EXERCISE BRIEF
Give back the records in full, with every line exactly as it was.

EXERCISE INPUTS START

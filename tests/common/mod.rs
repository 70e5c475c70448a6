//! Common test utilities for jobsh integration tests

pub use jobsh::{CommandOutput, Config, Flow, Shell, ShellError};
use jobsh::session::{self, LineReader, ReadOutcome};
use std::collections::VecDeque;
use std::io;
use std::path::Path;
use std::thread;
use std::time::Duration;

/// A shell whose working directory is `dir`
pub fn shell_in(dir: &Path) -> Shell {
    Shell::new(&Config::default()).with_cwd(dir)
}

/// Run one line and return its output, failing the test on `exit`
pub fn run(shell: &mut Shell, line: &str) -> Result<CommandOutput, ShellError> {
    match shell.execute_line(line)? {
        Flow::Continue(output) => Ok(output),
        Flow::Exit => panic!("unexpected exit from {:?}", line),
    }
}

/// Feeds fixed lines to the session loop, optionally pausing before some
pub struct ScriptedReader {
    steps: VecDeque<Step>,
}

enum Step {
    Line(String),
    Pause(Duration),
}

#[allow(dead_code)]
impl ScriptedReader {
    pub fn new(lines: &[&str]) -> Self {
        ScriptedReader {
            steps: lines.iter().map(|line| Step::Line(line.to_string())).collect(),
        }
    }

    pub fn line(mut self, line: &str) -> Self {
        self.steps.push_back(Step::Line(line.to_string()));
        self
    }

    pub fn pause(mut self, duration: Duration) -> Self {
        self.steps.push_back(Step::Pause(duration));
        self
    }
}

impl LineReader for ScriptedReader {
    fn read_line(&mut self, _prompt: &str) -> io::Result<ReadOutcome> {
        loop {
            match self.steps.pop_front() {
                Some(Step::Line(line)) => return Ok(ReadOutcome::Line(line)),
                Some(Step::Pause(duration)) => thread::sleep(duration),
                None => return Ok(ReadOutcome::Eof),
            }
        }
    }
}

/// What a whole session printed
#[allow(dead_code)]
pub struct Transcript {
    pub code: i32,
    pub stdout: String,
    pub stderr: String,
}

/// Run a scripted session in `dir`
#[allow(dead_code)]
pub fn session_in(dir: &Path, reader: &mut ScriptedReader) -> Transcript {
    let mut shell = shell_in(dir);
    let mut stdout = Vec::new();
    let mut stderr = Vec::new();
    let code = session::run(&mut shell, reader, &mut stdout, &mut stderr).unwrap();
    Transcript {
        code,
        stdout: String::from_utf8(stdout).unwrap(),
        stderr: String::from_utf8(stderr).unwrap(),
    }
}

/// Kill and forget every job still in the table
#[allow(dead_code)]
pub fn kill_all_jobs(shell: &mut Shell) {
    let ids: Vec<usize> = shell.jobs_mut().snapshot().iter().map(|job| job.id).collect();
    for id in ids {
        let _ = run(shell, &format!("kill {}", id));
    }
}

EXERCISE INPUTS END

OUTPUT OF THE EXERCISE
filename tests/common/mod.rs
repository 70e5c475c70448a6
//! Common test utilities for jobsh integration tests

pub use jobsh::{CommandOutput, Config, Flow, Shell, ShellError};
use jobsh::session::{self, LineReader, ReadOutcome};
use std::collections::VecDeque;
use std::io;
use std::path::Path;
use std::thread;
use std::time::Duration;

/// A shell whose working directory is `dir`
pub fn shell_in(dir: &Path) -> Shell {
    Shell::new(&Config::default()).with_cwd(dir)
}

/// Run one line and return its output, failing the test on `exit`
pub fn run(shell: &mut Shell, line: &str) -> Result<CommandOutput, ShellError> {
    match shell.execute_line(line)? {
        Flow::Continue(output) => Ok(output),
        Flow::Exit => panic!("unexpected exit from {:?}", line),
    }
}

/// Feeds fixed lines to the session loop, optionally pausing before some
pub struct ScriptedReader {
    steps: VecDeque<Step>,
}

enum Step {
    Line(String),
    Pause(Duration),
}

#[allow(dead_code)]
impl ScriptedReader {
    pub fn new(lines: &[&str]) -> Self {
        ScriptedReader {
            steps: lines.iter().map(|line| Step::Line(line.to_string())).collect(),
        }
    }

    pub fn line(mut self, line: &str) -> Self {
        self.steps.push_back(Step::Line(line.to_string()));
        self
    }

    pub fn pause(mut self, duration: Duration) -> Self {
        self.steps.push_back(Step::Pause(duration));
        self
    }
}

impl LineReader for ScriptedReader {
    fn read_line(&mut self, _prompt: &str) -> io::Result<ReadOutcome> {
        loop {
            match self.steps.pop_front() {
                Some(Step::Line(line)) => return Ok(ReadOutcome::Line(line)),
                Some(Step::Pause(duration)) => thread::sleep(duration),
                None => return Ok(ReadOutcome::Eof),
            }
        }
    }
}

/// What a whole session printed
#[allow(dead_code)]
pub struct Transcript {
    pub code: i32,
    pub stdout: String,
    pub stderr: String,
}

/// Run a scripted session in `dir`
#[allow(dead_code)]
pub fn session_in(dir: &Path, reader: &mut ScriptedReader) -> Transcript {
    let mut shell = shell_in(dir);
    let mut stdout = Vec::new();
    let mut stderr = Vec::new();
    let code = session::run(&mut shell, reader, &mut stdout, &mut stderr).unwrap();
    Transcript {
        code,
        stdout: String::from_utf8(stdout).unwrap(),
        stderr: String::from_utf8(stderr).unwrap(),
    }
}

/// Kill and forget every job still in the table
#[allow(dead_code)]
pub fn kill_all_jobs(shell: &mut Shell) {
    let ids: Vec<usize> = shell.jobs_mut().snapshot().iter().map(|job| job.id).collect();
    for id in ids {
        let _ = run(shell, &format!("kill {}", id));
    }
}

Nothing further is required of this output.